Шрифт:
Я нарочно оставляю в стороне весь, так сказать, идеологический смысл пародии. Нам в данном случае важно негативное отношение Достоевского к тургеневской наблюдательности, к наиболее характерным особенностям ненавистного Достоевскому тургеневского зрения.
Как раз то, чем Тургенев необыкновенно гордился, что считал едва ли не самой сильной стороной своего дарования, своего художественного метода, рассматривается Достоевским как нечто предельно комичное, претенциозное, нелепое и уродливое.
Тургенев так гордился своей наблюдательностью, что иные слова даже подчеркнуто выделял курсивом:
Он вдруг вздрогнул. Женское платье замелькало вдали по дорожке. Это она. Но идет ли она к нему, уходит ли от него — он не знал, пока не увидел, что пятна света и тени скользили по ее фигуре снизу вверх… значит, она приближается. Они бы спускались сверху вниз, если б она удалялась…
«Новь»Пластичность этого описания прямо кинематографическая. Но особенность, язвительно высмеянная в пародии Достоевского, здесь присутствует, автор как бы подчеркивает этими курсивами: вот, поглядите, я заметил то, что «никто никогда не примечал… То есть и все видели, но не умели приметить, а вот, дескать, я поглядел и описываю вам, дуракам, как самую обыкновенную вещь».
Вернее даже, не «как самую обыкновенную вещь», а как вещь необыкновенную, требующую особой наблюдательности и заслуживающую того, чтобы ее подчеркивали курсивом.
Впрочем, дело, конечно, не в курсивах. Дело в том, помогает ли эта повышенная наблюдательность, подаренная автором своему герою, выявлению душевной сути этого героя или же, напротив, мешает.
Достоевский считал, что мешает.
Он не раз это прямо декларировал. Вот, например, какими рассуждениями предваряет начало своего повествования герой-рассказчик романа «Подросток»:
Я записываю лишь события, уклоняясь всеми силами от всего постороннего, а главное, от литературных красот… Я — не литератор, литератором быть не хочу и тащить внутренность души моей и красивое описание чувств на их литературный рынок почел бы неприличием и подлостью. С досадой, однако, предчувствую, что, кажется, нельзя обойтись совершенно без описания чувств и без размышлений (может быть, даже пошлых): до того развратительно действует на человека всякое литературное занятие, хотя бы и предпринимаемое единственно для себя.
Оказывается, выявлению человеческой сути героя, предельному обнажению правды, его души мешает не только повышенная наблюдательность. Мешает решительно все, что принадлежит собственно литературе: описания чувств, размышления и т. д. Мешает развратительное действие всякого литературного занятия, хотя бы и предпринимаемого единственно для себя.

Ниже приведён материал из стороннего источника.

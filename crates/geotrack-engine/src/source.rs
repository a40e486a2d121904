//! Positioning-source adapters

pub mod device;
pub mod replay;
pub mod simulator;
pub mod stream;
pub mod tcp;

pub use device::DeviceSource;
pub use replay::ReplaySource;
pub use simulator::SimulatorSource;
pub use tcp::TcpSource;

use geotrack_core::config::{SourceConfig, SourceKind};
use geotrack_core::error::{GeotrackError, Result};
use geotrack_core::models::GeofenceConfig;
use geotrack_core::ports::PositionSource;

/// Open the configured positioning source
///
/// Failure to open is fatal: tracking without an input makes no sense.
pub async fn open_source(
    config: &SourceConfig,
    geofence: &GeofenceConfig,
) -> Result<Box<dyn PositionSource>> {
    let source: Box<dyn PositionSource> = match config.kind {
        SourceKind::Device => {
            let path = config.path.clone().ok_or_else(|| GeotrackError::ConfigMissing {
                key: "source.path".to_string(),
            })?;
            Box::new(DeviceSource::open(path, config.baud_rate, config.read_timeout()).await?)
        }
        SourceKind::Tcp => {
            let address = config.address.clone().ok_or_else(|| GeotrackError::ConfigMissing {
                key: "source.address".to_string(),
            })?;
            Box::new(TcpSource::connect(address, config.read_timeout()).await?)
        }
        SourceKind::Replay => {
            let path = config.path.clone().ok_or_else(|| GeotrackError::ConfigMissing {
                key: "source.path".to_string(),
            })?;
            Box::new(ReplaySource::open(path).await?)
        }
        SourceKind::Simulator => {
            Box::new(SimulatorSource::new(geofence.latitude, geofence.longitude))
        }
    };

    tracing::info!(source = %source.describe(), "Positioning source opened");
    Ok(source)
}
pub mod alert;
pub mod event;
pub mod fix;
pub mod geofence;

pub use alert::{Alert, AlertId, AlertKind};
pub use event::SystemEvent;
pub use fix::{Fix, FixQuality};
pub use geofence::{GeofenceConfig, GeofenceStatus};
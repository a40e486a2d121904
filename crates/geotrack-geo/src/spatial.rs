use geo::{Destination, Haversine, Point};

/// Earth radius used for all great-circle distances, in meters
pub const EARTH_RADIUS_METERS: f64 = 6_371_000.0;

/// Great-circle distance in meters between two latitude/longitude pairs
/// (degrees), using the haversine formula.
///
/// NaN inputs propagate to a NaN result.
pub fn distance_meters(lat1: f64, lon1: f64, lat2: f64, lon2: f64) -> f64 {
    let phi1 = lat1.to_radians();
    let phi2 = lat2.to_radians();
    let d_phi = (lat2 - lat1).to_radians();
    let d_lambda = (lon2 - lon1).to_radians();

    let a = (d_phi / 2.0).sin().powi(2) + phi1.cos() * phi2.cos() * (d_lambda / 2.0).sin().powi(2);
    // Clamp guards asin against rounding just above 1 for antipodal points
    let c = 2.0 * a.sqrt().min(1.0).asin();

    EARTH_RADIUS_METERS * c
}

/// Point reached by travelling `meters` from (`lat`, `lon`) along `bearing`
/// degrees clockwise from north. Returns `(latitude, longitude)`.
pub fn destination(lat: f64, lon: f64, bearing: f64, meters: f64) -> (f64, f64) {
    let origin = Point::new(lon, lat);
    let target = Haversine.destination(origin, bearing, meters);
    (target.y(), target.x())
}

#[cfg(test)]
mod tests {
    use super::*;
    use geo::Distance;
    use proptest::prelude::*;

    const NYC: (f64, f64) = (40.7128, -74.0060);

    #[test]
    fn test_same_point_is_zero() {
        assert_eq!(distance_meters(NYC.0, NYC.1, NYC.0, NYC.1), 0.0);
    }

    #[test]
    fn test_one_tenth_degree_of_latitude() {
        // 0.1 degrees of latitude is about 11.1 km on this sphere
        let d = distance_meters(40.7128, -74.0060, 40.8128, -74.0060);
        let expected = EARTH_RADIUS_METERS * 0.1f64.to_radians();
        assert!((d - expected).abs() < 1e-6, "got {}", d);
        assert!((d - 11_119.5).abs() < 1.0);
    }

    #[test]
    fn test_london_to_paris() {
        let d = distance_meters(51.5074, -0.1278, 48.8566, 2.3522);
        assert!((d - 343_556.0).abs() < 500.0, "got {}", d);
    }

    #[test]
    fn test_antimeridian_is_short_way_round() {
        let d = distance_meters(0.0, 179.9, 0.0, -179.9);
        assert!(d < 25_000.0, "got {}", d);
    }

    #[test]
    fn test_antipodes_do_not_produce_nan() {
        let d = distance_meters(0.0, 0.0, 0.0, 180.0);
        assert!((d - std::f64::consts::PI * EARTH_RADIUS_METERS).abs() < 1e-3);
    }

    #[test]
    fn test_nan_propagates() {
        assert!(distance_meters(f64::NAN, 0.0, 0.0, 0.0).is_nan());
    }

    #[test]
    fn test_agrees_with_geo_haversine() {
        // geo uses the IUGG mean radius (6371008.8 m); results differ only by the radius ratio
        let ours = distance_meters(NYC.0, NYC.1, 34.0522, -118.2437);
        let theirs = Haversine.distance(Point::new(NYC.1, NYC.0), Point::new(-118.2437, 34.0522));
        let scaled = theirs * EARTH_RADIUS_METERS / 6_371_008.8;
        assert!((ours - scaled).abs() < 1.0, "ours {} geo {}", ours, scaled);
    }

    #[test]
    fn test_destination_round_trip_distance() {
        let (lat, lon) = destination(NYC.0, NYC.1, 90.0, 1000.0);
        let d = distance_meters(NYC.0, NYC.1, lat, lon);
        assert!((d - 1000.0).abs() < 1.0, "got {}", d);
        assert!(lon > NYC.1);
    }

    proptest! {
        #[test]
        fn distance_to_self_is_zero(lat in -90.0f64..=90.0, lon in -180.0f64..=180.0) {
            prop_assert_eq!(distance_meters(lat, lon, lat, lon), 0.0);
        }

        #[test]
        fn distance_is_symmetric(
            lat1 in -90.0f64..=90.0, lon1 in -180.0f64..=180.0,
            lat2 in -90.0f64..=90.0, lon2 in -180.0f64..=180.0,
        ) {
            let ab = distance_meters(lat1, lon1, lat2, lon2);
            let ba = distance_meters(lat2, lon2, lat1, lon1);
            prop_assert!((ab - ba).abs() <= 1e-6 * ab.max(1.0));
        }

        #[test]
        fn distance_is_bounded_by_half_circumference(
            lat1 in -90.0f64..=90.0, lon1 in -180.0f64..=180.0,
            lat2 in -90.0f64..=90.0, lon2 in -180.0f64..=180.0,
        ) {
            let d = distance_meters(lat1, lon1, lat2, lon2);
            prop_assert!(d >= 0.0);
            prop_assert!(d <= std::f64::consts::PI * EARTH_RADIUS_METERS + 1e-6);
        }
    }
}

В сущности, это означает, что любой известный литературе способ словесного выражения неизбежно превращается в литературный прием. А там, где царит «прием», уже нет и не может быть места для полной искренности.
Эта мысль, которую так определенно высказывает в начале своего жизнеописания герой «Подростка», мучила Достоевского всю жизнь. К этой мысли писатель не раз возвращается в своих письмах. Вот, например, в письмах Х. А. Алчевской (апрель 1876) он сетует на то, что его «Дневник писателя» оказался «вещью неудавшейся». Интересно тут не столько само это признание, сколько объяснение его причин:
…Я слишком наивно думал, что это будет настоящий «Дневник». Настоящий «Дневник» почти невозможен, а только показной, для публики»…
И дальше в том же письме, объясняя, почему он вдруг решил отказаться от одного своего замысла:
…Обдумав уже статью, я вдруг увидал, что ее, со всею искренностью, написать нельзя; ну, а если без искренности — то стоит ли писать?..
Невозможность написать что-либо «со всею искренностью» упирается для Достоевского не в какие-то внешние (скажем, цензурные) препоны. Эта невозможность заложена в самой природе литературной профессии.
В письме Вс. С. Соловьеву (июль 1876) Достоевский признается:
Я никогда еще не позволял себе, в моих писаниях, довести некоторые мои убеждения до конца, сказать самое последнее слово… А впрочем, с другой стороны, если б многие из известнейших остроумцев, Вольтер, например, вместо насмешек, намеков, полуслов и недомолвок вдруг решились бы высказать все, чему они верят, показали бы всю свою подкладку разом, сущность свою — то, поверьте, и десятой доли прежнего эффекта не стяжали бы. Мало того: над ними бы только посмеялись. Да человек и вообще как-то не любит ни в чем последнего слова «изреченной» мысли, говорит, что: «Мысль изреченная есть ложь».